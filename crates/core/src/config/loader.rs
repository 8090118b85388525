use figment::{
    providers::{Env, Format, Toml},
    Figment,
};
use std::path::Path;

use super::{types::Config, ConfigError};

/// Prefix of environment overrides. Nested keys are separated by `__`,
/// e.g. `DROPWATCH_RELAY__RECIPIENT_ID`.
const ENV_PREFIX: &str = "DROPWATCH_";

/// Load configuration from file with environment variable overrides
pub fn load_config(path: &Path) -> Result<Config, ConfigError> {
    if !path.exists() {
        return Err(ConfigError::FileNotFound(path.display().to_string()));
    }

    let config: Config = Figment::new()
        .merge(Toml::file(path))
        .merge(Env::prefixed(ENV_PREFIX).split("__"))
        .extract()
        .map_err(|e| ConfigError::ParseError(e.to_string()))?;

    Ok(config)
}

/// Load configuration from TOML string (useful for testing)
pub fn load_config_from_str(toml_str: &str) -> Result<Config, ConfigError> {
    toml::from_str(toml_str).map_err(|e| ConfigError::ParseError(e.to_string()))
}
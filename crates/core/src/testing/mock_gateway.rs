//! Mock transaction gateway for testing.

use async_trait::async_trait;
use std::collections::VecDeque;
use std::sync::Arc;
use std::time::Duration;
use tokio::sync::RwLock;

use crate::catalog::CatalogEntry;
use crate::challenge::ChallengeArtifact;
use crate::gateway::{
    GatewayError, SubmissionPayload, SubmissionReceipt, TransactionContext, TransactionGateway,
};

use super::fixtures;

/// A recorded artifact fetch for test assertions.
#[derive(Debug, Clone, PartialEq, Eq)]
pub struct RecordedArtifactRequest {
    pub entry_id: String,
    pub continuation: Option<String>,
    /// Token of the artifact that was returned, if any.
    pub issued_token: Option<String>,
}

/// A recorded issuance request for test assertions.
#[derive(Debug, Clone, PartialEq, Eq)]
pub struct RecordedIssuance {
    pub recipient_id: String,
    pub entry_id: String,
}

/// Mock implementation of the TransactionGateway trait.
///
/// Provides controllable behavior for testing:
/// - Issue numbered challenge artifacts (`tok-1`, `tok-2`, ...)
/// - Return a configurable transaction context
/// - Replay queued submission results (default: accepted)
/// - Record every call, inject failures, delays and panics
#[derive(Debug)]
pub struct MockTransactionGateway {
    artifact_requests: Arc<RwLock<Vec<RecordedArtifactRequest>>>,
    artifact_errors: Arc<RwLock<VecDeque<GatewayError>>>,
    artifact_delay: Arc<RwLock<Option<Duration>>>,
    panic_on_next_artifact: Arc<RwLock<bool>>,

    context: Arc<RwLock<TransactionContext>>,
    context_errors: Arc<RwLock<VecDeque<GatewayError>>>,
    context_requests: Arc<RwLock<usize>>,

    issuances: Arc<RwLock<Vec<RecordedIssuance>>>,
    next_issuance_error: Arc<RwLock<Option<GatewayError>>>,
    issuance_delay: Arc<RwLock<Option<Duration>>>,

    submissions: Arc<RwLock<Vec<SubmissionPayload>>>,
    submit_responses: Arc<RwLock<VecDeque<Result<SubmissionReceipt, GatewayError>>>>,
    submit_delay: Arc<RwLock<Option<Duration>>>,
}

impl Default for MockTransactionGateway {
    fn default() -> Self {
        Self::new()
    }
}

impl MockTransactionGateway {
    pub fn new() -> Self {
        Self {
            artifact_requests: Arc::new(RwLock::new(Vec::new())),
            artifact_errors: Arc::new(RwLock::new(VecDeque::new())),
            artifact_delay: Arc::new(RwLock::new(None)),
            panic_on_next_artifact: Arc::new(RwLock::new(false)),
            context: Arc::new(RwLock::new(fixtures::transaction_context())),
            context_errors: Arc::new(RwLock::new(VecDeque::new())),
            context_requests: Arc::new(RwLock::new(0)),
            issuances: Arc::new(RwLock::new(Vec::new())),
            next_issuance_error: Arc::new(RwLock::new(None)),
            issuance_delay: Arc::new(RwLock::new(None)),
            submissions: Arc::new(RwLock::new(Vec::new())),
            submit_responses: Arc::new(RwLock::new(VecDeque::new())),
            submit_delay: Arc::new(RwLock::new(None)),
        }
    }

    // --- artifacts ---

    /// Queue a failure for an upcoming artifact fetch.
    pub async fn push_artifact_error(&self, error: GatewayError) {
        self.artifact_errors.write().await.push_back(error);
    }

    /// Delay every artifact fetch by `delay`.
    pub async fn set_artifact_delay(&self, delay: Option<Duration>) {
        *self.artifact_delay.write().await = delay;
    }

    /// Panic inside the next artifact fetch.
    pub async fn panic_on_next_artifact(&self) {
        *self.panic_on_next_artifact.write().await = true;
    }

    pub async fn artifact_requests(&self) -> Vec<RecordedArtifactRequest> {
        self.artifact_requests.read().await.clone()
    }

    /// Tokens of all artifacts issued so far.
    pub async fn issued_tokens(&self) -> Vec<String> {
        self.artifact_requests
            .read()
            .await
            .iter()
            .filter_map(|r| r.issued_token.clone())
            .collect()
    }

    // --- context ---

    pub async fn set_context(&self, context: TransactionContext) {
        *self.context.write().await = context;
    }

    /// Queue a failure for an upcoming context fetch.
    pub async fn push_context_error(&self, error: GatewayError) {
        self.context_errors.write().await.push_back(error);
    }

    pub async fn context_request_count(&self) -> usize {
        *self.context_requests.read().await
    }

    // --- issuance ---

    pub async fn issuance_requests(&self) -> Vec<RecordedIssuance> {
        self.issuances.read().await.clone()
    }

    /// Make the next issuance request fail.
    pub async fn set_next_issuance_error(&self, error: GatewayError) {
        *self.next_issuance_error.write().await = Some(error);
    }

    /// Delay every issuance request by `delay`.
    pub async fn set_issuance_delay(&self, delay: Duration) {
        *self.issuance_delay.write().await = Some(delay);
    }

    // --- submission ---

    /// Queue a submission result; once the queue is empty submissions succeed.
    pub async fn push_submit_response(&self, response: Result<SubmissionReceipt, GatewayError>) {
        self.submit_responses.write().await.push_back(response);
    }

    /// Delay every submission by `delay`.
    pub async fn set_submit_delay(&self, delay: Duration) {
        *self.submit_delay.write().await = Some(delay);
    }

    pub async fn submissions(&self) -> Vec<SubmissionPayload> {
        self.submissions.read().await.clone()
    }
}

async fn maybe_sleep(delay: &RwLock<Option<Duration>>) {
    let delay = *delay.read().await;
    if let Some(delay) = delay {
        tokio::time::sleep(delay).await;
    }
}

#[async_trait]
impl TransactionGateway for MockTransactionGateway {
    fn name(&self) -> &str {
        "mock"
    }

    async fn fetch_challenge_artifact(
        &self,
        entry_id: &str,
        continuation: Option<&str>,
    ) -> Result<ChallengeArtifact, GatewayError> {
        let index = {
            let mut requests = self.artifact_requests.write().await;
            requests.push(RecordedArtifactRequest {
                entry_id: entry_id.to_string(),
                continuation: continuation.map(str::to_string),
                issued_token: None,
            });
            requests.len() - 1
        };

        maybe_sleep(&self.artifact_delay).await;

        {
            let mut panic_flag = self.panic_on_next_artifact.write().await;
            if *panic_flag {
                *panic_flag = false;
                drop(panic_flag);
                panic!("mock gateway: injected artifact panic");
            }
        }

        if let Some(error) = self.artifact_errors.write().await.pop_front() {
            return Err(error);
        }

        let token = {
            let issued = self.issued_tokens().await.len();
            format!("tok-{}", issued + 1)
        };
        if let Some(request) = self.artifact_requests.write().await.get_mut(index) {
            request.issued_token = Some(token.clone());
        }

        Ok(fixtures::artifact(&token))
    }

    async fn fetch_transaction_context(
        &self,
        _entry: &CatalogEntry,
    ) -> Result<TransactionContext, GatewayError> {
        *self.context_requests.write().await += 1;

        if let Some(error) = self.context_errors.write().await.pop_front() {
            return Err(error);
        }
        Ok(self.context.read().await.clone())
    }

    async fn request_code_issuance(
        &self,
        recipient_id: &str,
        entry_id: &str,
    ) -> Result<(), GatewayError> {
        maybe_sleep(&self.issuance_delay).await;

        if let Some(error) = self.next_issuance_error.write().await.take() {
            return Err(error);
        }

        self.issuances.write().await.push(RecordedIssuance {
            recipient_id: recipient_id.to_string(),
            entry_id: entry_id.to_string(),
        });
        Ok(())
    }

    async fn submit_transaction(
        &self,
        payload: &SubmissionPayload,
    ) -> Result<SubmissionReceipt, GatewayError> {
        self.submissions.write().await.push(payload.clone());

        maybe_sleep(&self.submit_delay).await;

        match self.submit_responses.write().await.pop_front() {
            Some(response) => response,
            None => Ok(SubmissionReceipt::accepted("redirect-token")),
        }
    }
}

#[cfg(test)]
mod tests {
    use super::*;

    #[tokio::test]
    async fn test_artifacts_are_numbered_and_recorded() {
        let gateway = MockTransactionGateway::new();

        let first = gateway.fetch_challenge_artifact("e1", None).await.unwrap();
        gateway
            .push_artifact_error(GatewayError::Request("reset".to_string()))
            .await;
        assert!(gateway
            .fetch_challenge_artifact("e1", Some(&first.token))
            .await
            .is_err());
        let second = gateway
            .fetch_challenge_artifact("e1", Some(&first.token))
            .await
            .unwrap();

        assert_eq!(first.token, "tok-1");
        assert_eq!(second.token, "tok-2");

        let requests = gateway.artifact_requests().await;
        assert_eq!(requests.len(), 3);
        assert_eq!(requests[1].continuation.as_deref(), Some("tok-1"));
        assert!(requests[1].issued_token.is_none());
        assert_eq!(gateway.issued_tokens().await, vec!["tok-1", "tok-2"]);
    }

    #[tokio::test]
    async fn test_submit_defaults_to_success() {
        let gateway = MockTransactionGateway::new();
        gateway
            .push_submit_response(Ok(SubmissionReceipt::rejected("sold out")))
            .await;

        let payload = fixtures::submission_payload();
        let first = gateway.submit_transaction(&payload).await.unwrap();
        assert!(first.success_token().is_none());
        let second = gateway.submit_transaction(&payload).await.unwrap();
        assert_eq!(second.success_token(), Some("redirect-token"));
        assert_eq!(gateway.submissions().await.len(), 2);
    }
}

::::

▶ [PROBLEM DESCRIPTION]:
Of the lines above, retype only those from the line containing "pub async fn submissions(&self)" through the line containing "if let Some(delay)", including both, exactly.

▶ [ANSWER SECTION]:
    pub async fn submissions(&self) -> Vec<SubmissionPayload> {
        self.submissions.read().await.clone()
    }
}

async fn maybe_sleep(delay: &RwLock<Option<Duration>>) {
    let delay = *delay.read().await;
    if let Some(delay) = delay {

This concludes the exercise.